Monday, October 28, 2013

The myth of fresh-starts

At the beginning of this year, it became clear that I needed a fresh start. It brought me into a season of singleness, into a new job, into a new country. It brought me countless new friendships and adventures and the sort of self-discoveries and awareness about which people dream. This fresh start for which I fought so valiantly and steadfastly brought me more than I ever imagined, but beyond those things, it brought me a nugget of truth that I wasn't sure I wanted. There's no such thing as a fresh start.

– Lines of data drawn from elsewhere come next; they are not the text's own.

//! AES-128-ECB over whole buffers.
//!
//! Apple Remote Desktop authentication encrypts its 128-byte credential
//! block with AES-128-ECB keyed by the MD5 of the Diffie-Hellman shared
//! secret. ECB is fine here only because the plaintext is a single-use
//! random-filled block.

use aes::Aes128;
use cipher::{BlockEncrypt, KeyInit};

/// AES-128-ECB encrypt `data` in place. `data.len()` must be a multiple
/// of 16.
pub fn ecb_encrypt(key: &[u8; 16], data: &mut [u8]) {
    debug_assert!(data.len() % 16 == 0);
    let cipher = Aes128::new(key.into());
    for block in data.chunks_exact_mut(16) {
        let mut ga = <[u8; 16]>::try_from(&*block).expect("16-byte block").into();
        cipher.encrypt_block(&mut ga);
        block.copy_from_slice(&ga);
    }
}
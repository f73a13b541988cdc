//! Low-level RFB protocol plumbing for the rfbx client.
//!
//! This crate contains the transport-facing building blocks shared by the
//! decoders and the protocol engine:
//!
//! - [`stream`]: the receive queue / send buffer pair over a
//!   message-oriented transport
//! - [`transport`]: concrete transports (TCP, in-process loopback)
//! - [`messages`]: pixel formats, encoding/security constants, and the
//!   byte-exact client message serializers

pub mod messages;
pub mod stream;
pub mod transport;

pub use messages::{PixelFormat, UpdateRect};
pub use stream::{RecvStream, SendStream, StreamError};
pub use transport::{loopback_pair, TcpTransport, TransportChannels};
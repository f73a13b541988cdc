//! Framebuffer rectangle decoders.
//!
//! One decoder per RFB encoding. Each decoder consumes exactly the bytes of
//! one rectangle from the receive stream and emits pixel regions to the
//! [`Renderer`]; the protocol engine processes one rectangle at a time and
//! a decoder must never read past its rectangle (the test suites feed a
//! sentinel byte after each rectangle and assert it survives).
//!
//! Decoders may suspend on the stream arbitrarily often; the renderer is
//! only borrowed for the duration of the call.
//!
//! # Decoder state
//!
//! - Raw, CopyRect, RRE: stateless across rectangles.
//! - Hextile: foreground/background carry across the tiles of one
//!   rectangle only.
//! - Tight/TightPNG: four zlib streams that persist across rectangles and
//!   reset only when the wire commands it.
//! - ZRLE: a single zlib stream for the whole connection.
//! - JPEG: a cache of the last seen Huffman/quantization table segments.
//!
//! # Pixel layout
//!
//! This client negotiates a fixed format per depth (see
//! `PixelFormat::from_depth`): at depth 24, wire pixels are 4 bytes
//! `R, G, B, X`; at depth 8 a single byte carries 2 bits per channel.
//! Alpha is forced to 255 on everything handed to the renderer.

use anyhow::Result;
use rfbx_protocol::{RecvStream, UpdateRect};
use rfbx_render::Renderer;

pub mod copyrect;
pub mod hextile;
pub mod inflate;
pub mod jpeg;
pub mod raw;
pub mod rre;
pub mod tight;
pub mod zrle;

pub use copyrect::CopyRectDecoder;
pub use hextile::HextileDecoder;
pub use inflate::InflateStream;
pub use jpeg::JpegDecoder;
pub use raw::RawDecoder;
pub use rre::RreDecoder;
pub use tight::TightDecoder;
pub use zrle::ZrleDecoder;

pub use rfbx_protocol::messages::encodings::*;

/// A rectangle decoder.
///
/// `decode_rect` must consume exactly the encoding's bytes for the given
/// rectangle and return when done. Zero-area rectangles still consume any
/// fixed-size header their wire format carries.
#[allow(async_fn_in_trait)]
pub trait Decoder {
    /// The encoding this decoder handles.
    fn encoding(&self) -> i32;

    /// Decode one rectangle, emitting pixels to the renderer.
    async fn decode_rect<R: Renderer>(
        &mut self,
        rect: &UpdateRect,
        stream: &mut RecvStream,
        renderer: &mut R,
        depth: u8,
    ) -> Result<()>;
}

/// Bytes per wire pixel at a given depth.
pub(crate) fn pixel_size(depth: u8) -> usize {
    if depth == 8 {
        1
    } else {
        4
    }
}

/// Expand a depth-8 wire pixel (2 bits per channel, R in the low bits) to
/// RGBA.
pub(crate) fn expand_depth8(b: u8) -> [u8; 4] {
    let scale = |v: u8| (v as u16 * 255 / 3) as u8;
    [scale(b & 3), scale((b >> 2) & 3), scale((b >> 4) & 3), 255]
}

/// Read one wire pixel as RGBA with alpha forced to 255.
pub(crate) async fn read_pixel(stream: &mut RecvStream, depth: u8) -> Result<[u8; 4]> {
    if depth == 8 {
        Ok(expand_depth8(stream.read_u8().await?))
    } else {
        let raw = stream.read_bytes(4).await?;
        Ok([raw[0], raw[1], raw[2], 255])
    }
}

/// Convert a buffer of wire pixels into RGBA with alpha forced to 255.
pub(crate) fn pixels_to_rgba(data: &[u8], depth: u8) -> Vec<u8> {
    if depth == 8 {
        data.iter().flat_map(|&b| expand_depth8(b)).collect()
    } else {
        let mut out = Vec::with_capacity(data.len());
        for px in data.chunks_exact(4) {
            out.extend_from_slice(&[px[0], px[1], px[2], 255]);
        }
        out
    }
}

Sure, we can move to a new country and take a new job and completely rebuild our community, but the fact remains that all those things we want a fresh start from will still be with us. Those things shape us, they change us radically, and we can't escape them. Our pasts are part of us, even as we move beyond them, and in carrying the weight of all the places we've been and people we've met, it's almost laughable to believe we'll somehow be able to throw them off and have a fresh start.

I came here needing a change, needing something more. But I also came trying to outrun something that had become part of me. Not just something that had happened, but something that had built a new part of me. Something that had become part of my story and my journey and any destination I find. So why did I think I'd be able to get rid of it?

This weekend, I went to see Romeo and Juliet at the Sydney Opera House with a friend of mine. The show was spellbinding and the company quite nice, and we spent the afternoon talking about life - where we've been and where we're going. Somewhere in the middle of all of it, he said something to me, and the gist of it was that this past part of me that I try to avoid has had an impact on how some people see me. And it wrecked my heart in the best kind of way. The I-really-need-to-deal-with-this kind of way, mixed with who-cares-what-anyone-else-says kind of way and I saw in myself a strength I didn't know I had. A strength to say my fresh start isn't just around the corner. It just isn't, and the sooner I stop chasing it, the sooner I'll be able to revel in the glory of where I am and how I got here. The sooner I stop chasing it, the sooner I'll be able to claim every nitty gritty part of my baggage and stop wondering if it will change things. Of course it will change things. But that's absolutely okay.

So here's to admitting that fresh starts are usually nowhere to be found, and maybe it's better that way. Maybe instead of trying to release the hurts and struggles of our who-we-weres, we should cling to them a little more tightly, allowing them to create in us glorious, tender hearts that are strong enough to come out of the storm better than we were before.

Who we were doesn't have to define who we are or who we will be. But that doesn't mean it's a bad thing for who we were to have a little say in the matter.


1 comment:

  1. By George, I think she's got it!! It took a lot longer for me to realize that.